LHS used to have four programs that students could take to help prepare them for outside jobs. In addition to preparing them for situations such as interviewing, they also received credit to use toward the required amount for graduation. In 2009, “The Unborn,” a horror film, was filmed in locker rooms at LHS. There used to be an annual LHS fashion show, which was produced by the Fashion Club. LHS used to have Peer Mediators - a group of students who would act as counselors and help students with their internal problems and group conflicts.

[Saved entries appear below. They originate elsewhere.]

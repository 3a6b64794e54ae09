//! Integration tests for the CRUD façade with inferred routing.

mod common;

use common::RecordingTransport;
use serde_json::json;
use zgw_client::{
    BearerToken, Client, ClientError, PartialUpdate, PathParams, QueryParams, QueryValue,
    RequestOptions, ResourceRef, SchemaRegistry,
};

const BASE_URL: &str = "https://host/api/v1";

fn client(transport: &RecordingTransport) -> Client {
    Client::new(BASE_URL, transport.clone())
}

// === Routing ===

mod routing {
    use super::*;

    #[test]
    fn list_uses_plural_collection() {
        let transport = RecordingTransport::new();
        transport.respond(200, r#"{"count": 0, "next": null, "results": []}"#);

        let page = client(&transport).list("zaak", None).unwrap();

        let request = transport.last();
        assert_eq!(request.method, "GET");
        assert_eq!(request.path, "zaken");
        assert_eq!(page["count"], 0);
    }

    #[test]
    fn list_passes_query_params() {
        let transport = RecordingTransport::new();
        let mut query = QueryParams::new();
        query.insert("status".into(), QueryValue::from("open"));
        query.insert("page".into(), QueryValue::from("2"));

        client(&transport).list("zaak", Some(&query)).unwrap();

        let request = transport.last().request;
        assert!(request.query.contains(&("status".to_string(), "open".to_string())));
        assert!(request.query.contains(&("page".to_string(), "2".to_string())));
    }

    #[test]
    fn retrieve_by_uuid() {
        let transport = RecordingTransport::new();
        client(&transport)
            .retrieve("catalogus", &ResourceRef::uuid("c1"))
            .unwrap();

        let request = transport.last();
        assert_eq!(request.method, "GET");
        assert_eq!(request.path, "catalogussen/c1");
    }

    #[test]
    fn retrieve_by_url_keeps_query() {
        let transport = RecordingTransport::new();
        client(&transport)
            .retrieve("zaak", &ResourceRef::url("https://host/api/v1/zaken/z1?expand=rollen"))
            .unwrap();

        let request = transport.last();
        assert_eq!(request.path, "zaken/z1");
        assert_eq!(
            request.request.query,
            vec![("expand".to_string(), "rollen".to_string())]
        );
    }

    #[test]
    fn retrieve_by_url_on_other_service() {
        let transport = RecordingTransport::new();
        client(&transport)
            .retrieve(
                "enkelvoudiginformatieobject",
                &ResourceRef::url("https://documenten.example/api/v1/enkelvoudiginformatieobjecten/d1"),
            )
            .unwrap();

        assert_eq!(transport.last().path, "enkelvoudiginformatieobjecten/d1");
    }

    #[test]
    fn create_posts_json_body() {
        let transport = RecordingTransport::new();
        transport.respond(201, r#"{"url": "https://host/api/v1/rollen/r1"}"#);

        let created = client(&transport)
            .create("rol", &json!({"betrokkeneType": "medewerker"}))
            .unwrap();

        let request = transport.last();
        assert_eq!(request.method, "POST");
        assert_eq!(request.path, "rollen");
        assert_eq!(request.request.json, Some(json!({"betrokkeneType": "medewerker"})));
        assert_eq!(created["url"], "https://host/api/v1/rollen/r1");
    }

    #[test]
    fn update_puts_full_replacement() {
        let transport = RecordingTransport::new();
        client(&transport)
            .update("zaak", &json!({"omschrijving": "x"}), &ResourceRef::uuid("z1"))
            .unwrap();

        let request = transport.last();
        assert_eq!(request.method, "PUT");
        assert_eq!(request.path, "zaken/z1");
        assert_eq!(request.request.json, Some(json!({"omschrijving": "x"})));
    }

    #[test]
    fn update_url_wins() {
        let transport = RecordingTransport::new();
        client(&transport)
            .update("zaak", &json!({}), &ResourceRef::url("/api/v1/zaken/other"))
            .unwrap();

        assert_eq!(transport.last().path, "zaken/other");
    }

    #[test]
    fn delete_by_uuid_url_and_bare() {
        let transport = RecordingTransport::new();
        transport.respond(204, "").respond(204, "").respond(204, "");
        let client = client(&transport);

        client.delete("rol", Some(&ResourceRef::uuid("r1"))).unwrap();
        client
            .delete("rol", Some(&ResourceRef::url("https://host/api/v1/rollen/r2")))
            .unwrap();
        client.delete("rollen/r3", None).unwrap();

        let paths: Vec<_> = transport
            .requests()
            .into_iter()
            .map(|r| (r.method, r.path))
            .collect();
        assert_eq!(
            paths,
            vec![
                ("DELETE", "rollen/r1".to_string()),
                ("DELETE", "rollen/r2".to_string()),
                ("DELETE", "rollen/r3".to_string()),
            ]
        );
    }

    #[test]
    fn nested_params_fill_inferred_template() {
        let transport = RecordingTransport::new();
        client(&transport)
            .retrieve("zaak", &ResourceRef::params([("uuid", "z1"), ("unused", "x")]))
            .unwrap();

        assert_eq!(transport.last().path, "zaken/z1");
    }
}

// === Partial updates ===

mod partial_update {
    use super::*;

    #[test]
    fn patch_by_full_url() {
        let transport = RecordingTransport::new();
        client(&transport)
            .partial_update(
                "document",
                PartialUpdate::new()
                    .data(json!({"locked": true}))
                    .url("https://host/api/v1/documenten/abc"),
            )
            .unwrap();

        let request = transport.last();
        assert_eq!(request.method, "PATCH");
        assert_eq!(request.path, "documenten/abc");
        assert_eq!(request.request.json, Some(json!({"locked": true})));
    }

    #[test]
    fn fields_merge_over_data() {
        let transport = RecordingTransport::new();
        client(&transport)
            .partial_update(
                "zaak",
                PartialUpdate::new()
                    .uuid("z1")
                    .data(json!({"toelichting": "a", "omschrijving": "b"}))
                    .field("toelichting", "c"),
            )
            .unwrap();

        let request = transport.last();
        assert_eq!(request.path, "zaken/z1");
        assert_eq!(
            request.request.json,
            Some(json!({"toelichting": "c", "omschrijving": "b"}))
        );
    }

    #[test]
    fn parent_nests_inferred_path() {
        let transport = RecordingTransport::new();
        client(&transport)
            .partial_update(
                "zaakeigenschap",
                PartialUpdate::new()
                    .parent("zaak", "z1")
                    .uuid("e1")
                    .field("waarde", "42"),
            )
            .unwrap();

        assert_eq!(transport.last().path, "zaken/z1/zaakeigenschappen/e1");
    }

    #[test]
    fn unresolvable_resource_uses_naive_path() {
        let transport = RecordingTransport::new();
        // An empty resource can't be split into `{resource}_{action}`.
        client(&transport)
            .partial_update("", PartialUpdate::new().uuid("x1").field("a", 1))
            .unwrap();

        assert_eq!(transport.last().path, "x1");
    }

    #[test]
    fn empty_response_is_empty_object() {
        let transport = RecordingTransport::new();
        transport.respond(204, "");

        let body = client(&transport)
            .partial_update("zaak", PartialUpdate::new().uuid("z1").field("a", 1))
            .unwrap();
        assert_eq!(body, json!({}));
    }
}

// === Errors ===

mod errors {
    use super::*;

    #[test]
    fn not_found_propagates_body() {
        let transport = RecordingTransport::new();
        transport.respond(404, r#"{"detail": "not found"}"#);

        let err = client(&transport)
            .retrieve("zaak", &ResourceRef::uuid("missing"))
            .unwrap_err();

        assert_eq!(err.status(), Some(404));
        assert_eq!(err.body(), Some(&json!({"detail": "not found"})));
    }

    #[test]
    fn errors_are_not_retried() {
        let transport = RecordingTransport::new();
        transport.respond(503, "Service Unavailable");

        let err = client(&transport).list("zaak", None).unwrap_err();
        assert!(matches!(err, ClientError::Http { status: 503, body: None, .. }));
        assert_eq!(transport.requests().len(), 1);
    }

    #[test]
    fn delete_propagates_errors() {
        let transport = RecordingTransport::new();
        transport.respond(403, r#"{"code": "permission_denied"}"#);

        let err = client(&transport)
            .delete("zaak", Some(&ResourceRef::uuid("z1")))
            .unwrap_err();
        assert_eq!(err.body(), Some(&json!({"code": "permission_denied"})));
    }

    #[test]
    fn partial_update_without_target_sends_nothing() {
        let transport = RecordingTransport::new();
        let err = client(&transport)
            .partial_update("zaak", PartialUpdate::new().field("a", 1))
            .unwrap_err();

        assert!(matches!(
            err,
            ClientError::UnresolvableOperation { ref operation_id } if operation_id == "zaak_partial_update"
        ));
        assert!(transport.requests().is_empty());
    }

    #[test]
    fn missing_path_params_send_nothing() {
        let transport = RecordingTransport::new();
        let client = client(&transport);

        let err = client
            .retrieve("zaak", &ResourceRef::params(PathParams::new()))
            .unwrap_err();
        assert!(err.is_programming_error());

        let err = client
            .operation("zaak_delete", &PathParams::new(), RequestOptions::new())
            .unwrap_err();
        assert!(matches!(err, ClientError::UnresolvableOperation { .. }));
        assert!(transport.requests().is_empty());
    }

    #[test]
    fn unresolvable_operation_sends_nothing() {
        let transport = RecordingTransport::new();
        let result = client(&transport).operation(
            "zaak_archive",
            &PathParams::new(),
            RequestOptions::new(),
        );

        assert!(matches!(result, Err(ClientError::UnresolvableOperation { .. })));
        assert!(transport.requests().is_empty());
    }
}

// === Operations and auth ===

#[test]
fn operation_by_id() {
    let transport = RecordingTransport::new();
    client(&transport)
        .operation(
            "status_create",
            &PathParams::new(),
            RequestOptions::new().data(json!({"statustype": "st"})),
        )
        .unwrap();

    let request = transport.last();
    assert_eq!(request.method, "POST");
    assert_eq!(request.path, "statussen");
}

#[test]
fn auth_headers_on_every_request() {
    let transport = RecordingTransport::new();
    let client = Client::builder(BASE_URL)
        .transport(transport.clone())
        .auth(BearerToken::new("jwt"))
        .build()
        .unwrap();

    client.list("zaak", None).unwrap();
    client.create("zaak", &json!({})).unwrap();

    for recorded in transport.requests() {
        assert_eq!(recorded.request.header("Authorization"), Some("Bearer jwt"));
    }
}

#[test]
fn unbound_client_has_no_schema() {
    let transport = RecordingTransport::new();
    let client = client(&transport);
    assert!(client.schema().is_none());
    assert!(client.supports_operation("zaak_list"));
    assert!(!client.supports_operation("zaak"));
}

#[test]
fn client_and_registry_are_send_sync() {
    fn assert_send_sync<T: Send + Sync>() {}
    assert_send_sync::<Client>();
    assert_send_sync::<SchemaRegistry>();
}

In 1990, the Homecoming theme was “Sweet Home Chicago,” which was the same theme as Homecoming 2015. LHS used to have a program called work-release. Students were eligible to leave after seventh period, as long as their employers wrote a note to school describing the extent of their work and giving them permission to leave.
In 2008, part of the movie “Public Enemies” was filmed in a science lab, offices, the front entrance and the locker rooms of LHS. The Brainerd building was honored for being the first four-year school in Central Lake County and for being in use for more than 80 years in 2008.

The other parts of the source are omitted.